__Material for this task__.
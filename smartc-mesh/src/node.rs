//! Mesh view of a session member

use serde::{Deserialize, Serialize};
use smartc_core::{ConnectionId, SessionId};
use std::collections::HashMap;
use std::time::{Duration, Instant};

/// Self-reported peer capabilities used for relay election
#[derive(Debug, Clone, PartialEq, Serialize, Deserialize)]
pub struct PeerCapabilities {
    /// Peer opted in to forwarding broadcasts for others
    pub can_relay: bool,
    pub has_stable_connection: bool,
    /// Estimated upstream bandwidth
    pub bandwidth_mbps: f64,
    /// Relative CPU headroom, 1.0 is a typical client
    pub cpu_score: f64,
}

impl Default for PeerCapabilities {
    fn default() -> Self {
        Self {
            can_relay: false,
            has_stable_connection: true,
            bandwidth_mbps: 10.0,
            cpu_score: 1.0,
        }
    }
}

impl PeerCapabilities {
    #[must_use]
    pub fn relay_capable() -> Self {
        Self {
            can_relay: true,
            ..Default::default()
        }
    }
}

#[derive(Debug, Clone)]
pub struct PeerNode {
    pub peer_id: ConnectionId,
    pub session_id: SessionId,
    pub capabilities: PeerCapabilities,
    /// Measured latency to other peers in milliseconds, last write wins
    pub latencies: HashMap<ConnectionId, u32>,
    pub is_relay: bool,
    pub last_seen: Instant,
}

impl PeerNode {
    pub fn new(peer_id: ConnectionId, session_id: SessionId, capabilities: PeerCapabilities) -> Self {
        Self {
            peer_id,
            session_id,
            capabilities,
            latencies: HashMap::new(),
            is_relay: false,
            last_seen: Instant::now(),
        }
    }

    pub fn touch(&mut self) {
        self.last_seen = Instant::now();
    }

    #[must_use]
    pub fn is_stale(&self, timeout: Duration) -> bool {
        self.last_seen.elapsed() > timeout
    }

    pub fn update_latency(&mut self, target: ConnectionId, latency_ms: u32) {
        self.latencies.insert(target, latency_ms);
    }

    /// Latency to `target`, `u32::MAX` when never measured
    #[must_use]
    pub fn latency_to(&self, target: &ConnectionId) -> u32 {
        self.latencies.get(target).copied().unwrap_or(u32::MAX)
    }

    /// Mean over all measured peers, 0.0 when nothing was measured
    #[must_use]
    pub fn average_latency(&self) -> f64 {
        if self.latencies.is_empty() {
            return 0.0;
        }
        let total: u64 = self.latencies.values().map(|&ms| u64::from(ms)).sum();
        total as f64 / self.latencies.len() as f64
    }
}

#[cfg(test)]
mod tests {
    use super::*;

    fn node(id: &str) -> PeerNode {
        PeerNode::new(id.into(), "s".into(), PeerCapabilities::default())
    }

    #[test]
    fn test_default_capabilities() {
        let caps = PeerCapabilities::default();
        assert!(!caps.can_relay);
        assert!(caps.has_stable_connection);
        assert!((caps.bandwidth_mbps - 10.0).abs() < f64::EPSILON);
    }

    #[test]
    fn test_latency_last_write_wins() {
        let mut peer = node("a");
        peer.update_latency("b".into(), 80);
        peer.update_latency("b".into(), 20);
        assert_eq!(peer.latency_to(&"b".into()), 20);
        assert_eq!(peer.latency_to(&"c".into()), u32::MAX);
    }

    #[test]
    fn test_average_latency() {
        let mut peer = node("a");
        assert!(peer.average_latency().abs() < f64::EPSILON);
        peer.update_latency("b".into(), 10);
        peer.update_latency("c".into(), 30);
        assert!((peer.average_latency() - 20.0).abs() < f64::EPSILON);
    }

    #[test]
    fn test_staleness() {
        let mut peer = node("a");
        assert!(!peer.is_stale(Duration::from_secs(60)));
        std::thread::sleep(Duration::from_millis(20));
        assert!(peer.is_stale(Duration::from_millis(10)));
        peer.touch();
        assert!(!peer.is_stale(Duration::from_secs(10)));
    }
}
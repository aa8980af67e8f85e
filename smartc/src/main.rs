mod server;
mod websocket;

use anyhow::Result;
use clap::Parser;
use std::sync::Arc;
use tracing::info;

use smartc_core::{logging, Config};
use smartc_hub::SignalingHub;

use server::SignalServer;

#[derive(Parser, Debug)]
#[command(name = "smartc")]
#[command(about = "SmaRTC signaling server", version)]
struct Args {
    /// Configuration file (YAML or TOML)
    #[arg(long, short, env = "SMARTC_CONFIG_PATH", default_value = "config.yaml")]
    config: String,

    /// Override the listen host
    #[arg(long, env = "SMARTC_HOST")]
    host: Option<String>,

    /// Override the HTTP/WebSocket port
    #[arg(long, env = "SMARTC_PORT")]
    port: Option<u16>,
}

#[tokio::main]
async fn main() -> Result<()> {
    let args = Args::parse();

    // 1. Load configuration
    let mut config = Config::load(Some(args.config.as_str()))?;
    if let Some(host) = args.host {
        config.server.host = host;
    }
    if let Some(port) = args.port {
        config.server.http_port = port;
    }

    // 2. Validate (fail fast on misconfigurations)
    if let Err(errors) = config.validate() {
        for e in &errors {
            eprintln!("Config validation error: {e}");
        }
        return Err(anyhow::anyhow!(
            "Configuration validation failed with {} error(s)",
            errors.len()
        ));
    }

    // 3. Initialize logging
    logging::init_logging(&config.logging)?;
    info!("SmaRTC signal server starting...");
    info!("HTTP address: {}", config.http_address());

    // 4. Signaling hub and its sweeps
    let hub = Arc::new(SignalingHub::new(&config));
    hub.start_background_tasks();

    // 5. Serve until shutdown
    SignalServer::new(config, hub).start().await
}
--
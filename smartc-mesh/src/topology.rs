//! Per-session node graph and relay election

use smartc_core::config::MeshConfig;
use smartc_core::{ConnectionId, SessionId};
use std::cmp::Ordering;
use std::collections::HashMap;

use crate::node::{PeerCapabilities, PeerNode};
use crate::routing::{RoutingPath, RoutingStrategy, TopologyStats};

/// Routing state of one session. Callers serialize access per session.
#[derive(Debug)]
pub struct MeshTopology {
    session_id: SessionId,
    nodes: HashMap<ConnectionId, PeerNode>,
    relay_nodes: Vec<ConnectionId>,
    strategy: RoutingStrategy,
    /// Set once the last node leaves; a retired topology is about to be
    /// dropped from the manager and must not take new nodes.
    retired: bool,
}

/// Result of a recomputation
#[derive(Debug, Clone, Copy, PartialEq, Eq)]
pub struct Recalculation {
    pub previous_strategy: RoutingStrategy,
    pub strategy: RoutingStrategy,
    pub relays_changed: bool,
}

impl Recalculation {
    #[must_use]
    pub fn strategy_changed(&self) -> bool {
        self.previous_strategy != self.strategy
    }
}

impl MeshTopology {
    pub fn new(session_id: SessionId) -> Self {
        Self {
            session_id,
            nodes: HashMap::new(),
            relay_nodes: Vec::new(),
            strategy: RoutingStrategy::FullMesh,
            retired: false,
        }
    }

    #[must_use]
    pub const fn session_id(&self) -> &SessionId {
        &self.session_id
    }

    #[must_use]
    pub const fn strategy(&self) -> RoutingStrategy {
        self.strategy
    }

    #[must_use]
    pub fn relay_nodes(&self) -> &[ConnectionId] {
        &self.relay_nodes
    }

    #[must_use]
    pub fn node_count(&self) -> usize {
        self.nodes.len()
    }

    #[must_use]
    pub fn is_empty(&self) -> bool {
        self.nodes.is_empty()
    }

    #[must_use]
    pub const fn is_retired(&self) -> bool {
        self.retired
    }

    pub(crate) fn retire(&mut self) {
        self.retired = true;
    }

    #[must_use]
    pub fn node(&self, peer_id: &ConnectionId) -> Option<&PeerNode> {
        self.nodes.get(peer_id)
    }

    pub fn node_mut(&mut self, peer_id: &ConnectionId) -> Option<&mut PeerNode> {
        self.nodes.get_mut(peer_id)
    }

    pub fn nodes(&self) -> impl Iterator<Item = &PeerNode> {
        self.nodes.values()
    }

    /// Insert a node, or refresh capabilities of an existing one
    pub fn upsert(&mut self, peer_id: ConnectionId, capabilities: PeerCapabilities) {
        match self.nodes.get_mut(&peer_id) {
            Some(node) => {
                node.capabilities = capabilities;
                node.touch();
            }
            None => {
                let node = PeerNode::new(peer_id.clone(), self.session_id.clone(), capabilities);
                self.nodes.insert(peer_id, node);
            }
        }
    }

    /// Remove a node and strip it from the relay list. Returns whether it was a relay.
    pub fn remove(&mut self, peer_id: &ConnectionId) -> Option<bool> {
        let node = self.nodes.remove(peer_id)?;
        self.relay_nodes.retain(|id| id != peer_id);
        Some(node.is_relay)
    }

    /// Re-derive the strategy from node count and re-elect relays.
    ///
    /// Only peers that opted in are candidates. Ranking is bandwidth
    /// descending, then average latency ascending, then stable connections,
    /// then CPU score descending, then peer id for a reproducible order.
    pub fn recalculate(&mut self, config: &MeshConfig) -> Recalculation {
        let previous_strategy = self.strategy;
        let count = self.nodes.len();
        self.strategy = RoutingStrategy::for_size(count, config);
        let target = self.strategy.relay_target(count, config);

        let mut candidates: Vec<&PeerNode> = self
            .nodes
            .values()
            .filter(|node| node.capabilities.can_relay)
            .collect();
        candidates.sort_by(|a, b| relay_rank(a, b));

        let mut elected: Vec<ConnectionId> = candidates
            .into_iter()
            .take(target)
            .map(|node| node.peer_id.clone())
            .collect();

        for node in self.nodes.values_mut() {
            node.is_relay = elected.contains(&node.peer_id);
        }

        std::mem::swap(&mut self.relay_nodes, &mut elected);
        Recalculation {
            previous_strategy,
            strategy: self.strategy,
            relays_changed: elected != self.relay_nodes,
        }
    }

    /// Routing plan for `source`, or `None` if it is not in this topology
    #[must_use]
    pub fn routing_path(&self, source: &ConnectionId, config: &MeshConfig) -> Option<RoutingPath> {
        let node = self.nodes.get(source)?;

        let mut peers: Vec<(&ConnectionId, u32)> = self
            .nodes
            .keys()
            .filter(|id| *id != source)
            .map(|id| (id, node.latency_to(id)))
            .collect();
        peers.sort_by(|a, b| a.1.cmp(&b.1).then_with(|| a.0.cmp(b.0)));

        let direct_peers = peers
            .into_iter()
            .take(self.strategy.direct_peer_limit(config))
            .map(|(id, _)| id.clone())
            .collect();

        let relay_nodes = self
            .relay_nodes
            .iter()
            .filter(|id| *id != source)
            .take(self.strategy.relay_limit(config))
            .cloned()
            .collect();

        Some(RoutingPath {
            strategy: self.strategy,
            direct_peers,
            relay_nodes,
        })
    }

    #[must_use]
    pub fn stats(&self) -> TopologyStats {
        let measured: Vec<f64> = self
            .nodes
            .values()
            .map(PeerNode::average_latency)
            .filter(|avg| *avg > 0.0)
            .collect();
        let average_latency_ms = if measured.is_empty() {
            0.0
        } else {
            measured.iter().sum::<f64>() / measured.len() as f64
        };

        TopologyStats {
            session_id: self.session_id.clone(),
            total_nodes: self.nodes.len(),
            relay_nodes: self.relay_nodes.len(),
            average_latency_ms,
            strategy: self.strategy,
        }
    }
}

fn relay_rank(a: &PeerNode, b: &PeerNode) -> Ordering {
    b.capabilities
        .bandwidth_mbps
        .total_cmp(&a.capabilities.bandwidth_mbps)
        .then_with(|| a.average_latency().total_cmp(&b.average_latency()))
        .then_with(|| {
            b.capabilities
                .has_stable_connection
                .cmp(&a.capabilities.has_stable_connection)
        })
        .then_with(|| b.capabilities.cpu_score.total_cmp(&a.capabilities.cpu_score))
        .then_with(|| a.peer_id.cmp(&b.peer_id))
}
...
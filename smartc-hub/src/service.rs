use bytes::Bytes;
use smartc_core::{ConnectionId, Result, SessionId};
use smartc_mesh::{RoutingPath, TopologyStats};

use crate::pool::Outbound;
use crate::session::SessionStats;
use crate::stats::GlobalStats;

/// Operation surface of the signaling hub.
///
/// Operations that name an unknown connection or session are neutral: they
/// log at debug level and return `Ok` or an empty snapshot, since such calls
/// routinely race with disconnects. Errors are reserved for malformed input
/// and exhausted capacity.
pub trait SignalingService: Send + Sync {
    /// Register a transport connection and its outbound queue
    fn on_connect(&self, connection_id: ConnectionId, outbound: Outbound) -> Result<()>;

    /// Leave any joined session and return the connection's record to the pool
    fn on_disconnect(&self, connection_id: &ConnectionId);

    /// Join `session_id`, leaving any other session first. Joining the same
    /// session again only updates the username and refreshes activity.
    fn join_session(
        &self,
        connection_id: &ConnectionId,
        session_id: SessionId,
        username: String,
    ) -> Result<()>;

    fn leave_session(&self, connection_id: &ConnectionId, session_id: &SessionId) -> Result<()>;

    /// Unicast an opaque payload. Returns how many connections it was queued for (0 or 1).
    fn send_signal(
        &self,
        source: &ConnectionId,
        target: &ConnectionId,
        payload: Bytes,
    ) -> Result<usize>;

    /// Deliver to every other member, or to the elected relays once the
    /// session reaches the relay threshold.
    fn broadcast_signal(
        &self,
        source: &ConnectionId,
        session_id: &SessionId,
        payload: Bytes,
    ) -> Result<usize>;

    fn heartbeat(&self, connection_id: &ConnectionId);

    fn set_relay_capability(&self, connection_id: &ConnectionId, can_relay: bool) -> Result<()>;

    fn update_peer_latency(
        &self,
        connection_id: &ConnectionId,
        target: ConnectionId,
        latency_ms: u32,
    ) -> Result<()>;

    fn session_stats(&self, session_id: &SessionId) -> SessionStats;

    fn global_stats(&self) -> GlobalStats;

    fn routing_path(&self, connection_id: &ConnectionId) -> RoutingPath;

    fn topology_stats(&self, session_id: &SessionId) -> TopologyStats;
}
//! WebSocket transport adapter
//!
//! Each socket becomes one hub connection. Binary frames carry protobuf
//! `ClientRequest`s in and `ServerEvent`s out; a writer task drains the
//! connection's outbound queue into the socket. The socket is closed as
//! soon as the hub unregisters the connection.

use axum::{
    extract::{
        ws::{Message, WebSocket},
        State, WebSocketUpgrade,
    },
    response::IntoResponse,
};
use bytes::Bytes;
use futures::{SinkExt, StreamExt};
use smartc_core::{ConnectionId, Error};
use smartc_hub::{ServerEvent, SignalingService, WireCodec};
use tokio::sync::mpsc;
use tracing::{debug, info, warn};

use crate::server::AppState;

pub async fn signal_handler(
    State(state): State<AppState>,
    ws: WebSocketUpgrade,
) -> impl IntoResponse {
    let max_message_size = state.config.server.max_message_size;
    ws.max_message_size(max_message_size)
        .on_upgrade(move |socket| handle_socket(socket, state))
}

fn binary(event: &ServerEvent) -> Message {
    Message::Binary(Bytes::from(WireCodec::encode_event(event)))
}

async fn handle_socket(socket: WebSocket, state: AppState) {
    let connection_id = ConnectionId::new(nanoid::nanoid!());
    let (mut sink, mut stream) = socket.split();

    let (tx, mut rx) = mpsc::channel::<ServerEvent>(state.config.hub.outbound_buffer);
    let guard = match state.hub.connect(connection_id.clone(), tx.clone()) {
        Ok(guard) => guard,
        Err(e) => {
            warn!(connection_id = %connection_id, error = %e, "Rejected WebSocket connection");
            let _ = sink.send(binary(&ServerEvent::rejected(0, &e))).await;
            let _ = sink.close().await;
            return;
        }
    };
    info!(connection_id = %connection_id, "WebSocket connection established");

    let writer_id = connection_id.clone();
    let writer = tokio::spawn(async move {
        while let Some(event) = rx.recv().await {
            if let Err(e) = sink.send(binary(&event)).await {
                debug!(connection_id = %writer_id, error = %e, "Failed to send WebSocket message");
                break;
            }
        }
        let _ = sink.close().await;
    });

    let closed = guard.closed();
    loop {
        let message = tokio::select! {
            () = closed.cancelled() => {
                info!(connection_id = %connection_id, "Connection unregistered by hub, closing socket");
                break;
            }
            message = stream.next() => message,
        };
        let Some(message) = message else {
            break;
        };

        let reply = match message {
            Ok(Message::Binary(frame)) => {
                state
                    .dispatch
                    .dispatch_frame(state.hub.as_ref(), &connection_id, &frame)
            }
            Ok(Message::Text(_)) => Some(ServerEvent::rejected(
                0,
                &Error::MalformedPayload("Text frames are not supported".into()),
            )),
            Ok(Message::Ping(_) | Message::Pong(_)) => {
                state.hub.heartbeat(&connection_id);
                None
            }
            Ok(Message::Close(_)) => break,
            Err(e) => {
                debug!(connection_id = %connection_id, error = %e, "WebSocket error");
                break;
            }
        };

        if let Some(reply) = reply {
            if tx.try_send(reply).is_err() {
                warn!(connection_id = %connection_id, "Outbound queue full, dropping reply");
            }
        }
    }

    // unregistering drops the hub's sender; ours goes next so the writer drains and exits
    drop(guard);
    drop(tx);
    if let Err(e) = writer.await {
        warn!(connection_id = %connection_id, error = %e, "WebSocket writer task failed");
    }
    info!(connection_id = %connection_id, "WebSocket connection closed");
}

__Instructions for the task__.
Which lines above include "drains"? Show each of them by copying it.

__Response to this task__.
//! `ClientRequest`s in and `ServerEvent`s out; a writer task drains the
    // unregistering drops the hub's sender; ours goes next so the writer drains and exits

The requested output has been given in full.